"Wer denkt, dass wir ein Liebespaar sind, spinnt ja"

Gerda Rogers und Clemens Trischler verbindet eine tiefe Freundschaft.
Gerda Rogers und Clemens Trischler verbindet eine tiefe Freundschaft.Andreas Tischler / Vienna Press
Unzertrennlich – das trifft auf Starastrologin Gerda Rogers und Autor Clemens Trischler zu. Was die beiden verbindet, erzählten sie "Heute".

Der 19. November 2016, ein Tag den Gerda Rogers und Clemens Trischler nie vergessen werden. Warum? Damals trafen die beiden erstmals aufeinander. "Ich im Fernsehstudio, sie im Fernsehstudio", fasst Trischler den magischen Moment knapp zusammen, bevor er dann doch, wie gewohnt, etwas ausholt. "Ich kannte sie natürlich, wie jeder andere Österreicher auch. Immerhin ist sie die Frau, die am meisten gegoogelt wird. Gerda Rogers kennt man einfach. Noch dazu, wo ich auch Badner bin und wusste, dass sie in Baden wohnt. Hab sogar gewusst, welches Auto sie fährt. Ich hab einfach alles von ihr gewusst." Gut, man könnte meinen, da ergreift Frau schnell die Flucht, wenn ein junger Mann alles über einen weiß. Nicht so Gerda Rogers – zur großen Freude von Trischler. "Ich habe mich nicht einmal getraut, sie anzusprechen, weil ich dachte, dass sie eingebildet ist." 

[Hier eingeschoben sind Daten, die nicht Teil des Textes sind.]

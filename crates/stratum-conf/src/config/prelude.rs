//! Prelude module for convenient imports
//!
//! Import this module to get access to the most commonly used types.

pub use super::declaration::{ClassAttr, ConfigDeclaration, DeclarationOptions};
pub use super::field::{ConfigField, ConfigFieldBuilder, FieldError};
pub use super::keyword::{KeywordError, parse_keyword_str};
pub use super::kind::{DataType, FieldKind, KindSpec, UnknownDatatype};
pub use super::profile::{Profile, UnknownProfile};
pub use super::resolve::{
	Candidates, ResolveError, ResolveResult, ResolvedConfig, ResolvedMap, resolve,
};
pub use super::source::{Environment, SourceError, SourceKind, SourcePriority};
pub use super::value::{CompareError, ConfigValue, ValueError};
pub use super::yaml::YamlLoader;
//! Layered configuration
//!
//! Fields are declared once and then resolved from four sources: instance
//! overrides, the declaration body, YAML files and the process environment.
//! Derived configurations fold their values over their parent's.

pub mod declaration;
pub mod field;
pub mod keyword;
pub mod kind;
pub mod prelude;
pub mod profile;
pub mod resolve;
pub mod source;
pub mod testing;
pub mod value;
pub mod yaml;

pub use declaration::{ClassAttr, ConfigDeclaration, DeclarationOptions};
pub use field::{ConfigField, ConfigFieldBuilder, FieldError};
pub use kind::{DataType, FieldKind, KindSpec};
pub use resolve::{Candidates, ResolveError, ResolveResult, ResolvedConfig, ResolvedMap, resolve};
pub use source::{Environment, SourceKind, SourcePriority};
pub use value::{CompareError, ConfigValue, ValueError};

Doch er wurde eines Besseren belehrt. "In der Sekunde, in der ich in den Raum reingekommen bin, hat sie mich schon angesprochen." – Und dann übergibt der junge Autor das Wort an Rogers. "So, nun erzähl die bitte weiter." Das lässt sich die Starastrologin nicht zweimal sagen: "Er is da mit einem Freund reingekommen und ich hab gesagt 'na ihr zwei Hübschen, was macht denn ihr da' und dann sind wir schon ins Sprechen gekommen", lacht sie. Gleich eine Woche später kam es zum nächsten Treffen, ja man könnte sagen, das Schicksal wollte es so. "Es war Liebe auf den einenhalbsten Blick", grinsen beide. 

"Ich wüsste nicht, wer den größeren Vogel hat – sie oder ich?!"

Apropos Liebe. Nicht nur einmal wurde der Astrologin und dem Autor ihrer Biografie eine Liaison angedichtet. "Zahlreiche Medien haben geschrieben, dass Gerda Rogers jetzt eine neue Liebe hat. Das wird uns bis heute nachgesagt", muss der knapp 30-Jährige schmunzeln. "Ich wüsste nicht, wer den größeren Vogel hat – sie oder ich?!" Auch Rogers kann da ihren Kopf nur schütteln. "Ich 80, er 30! Ich mein, das ist ja sehr nett, wenn man mir das zutrauen würde. Aber ich bin Gott sei Dank doch normal. Ehrlich, wer denkt, dass wir ein Liebespaar sind, der spinnt ja", kann sie sich sich vor Halten kaum halten. Doch im Grunde ist es wirklich wahre Liebe – wie die zwischen einer Mutter und ihrem Kind. "Ja, die Mutterrolle hat sie ziemlich schnell eingenommen", ist Trischler glücklich über diese unzertrennliche Bindung.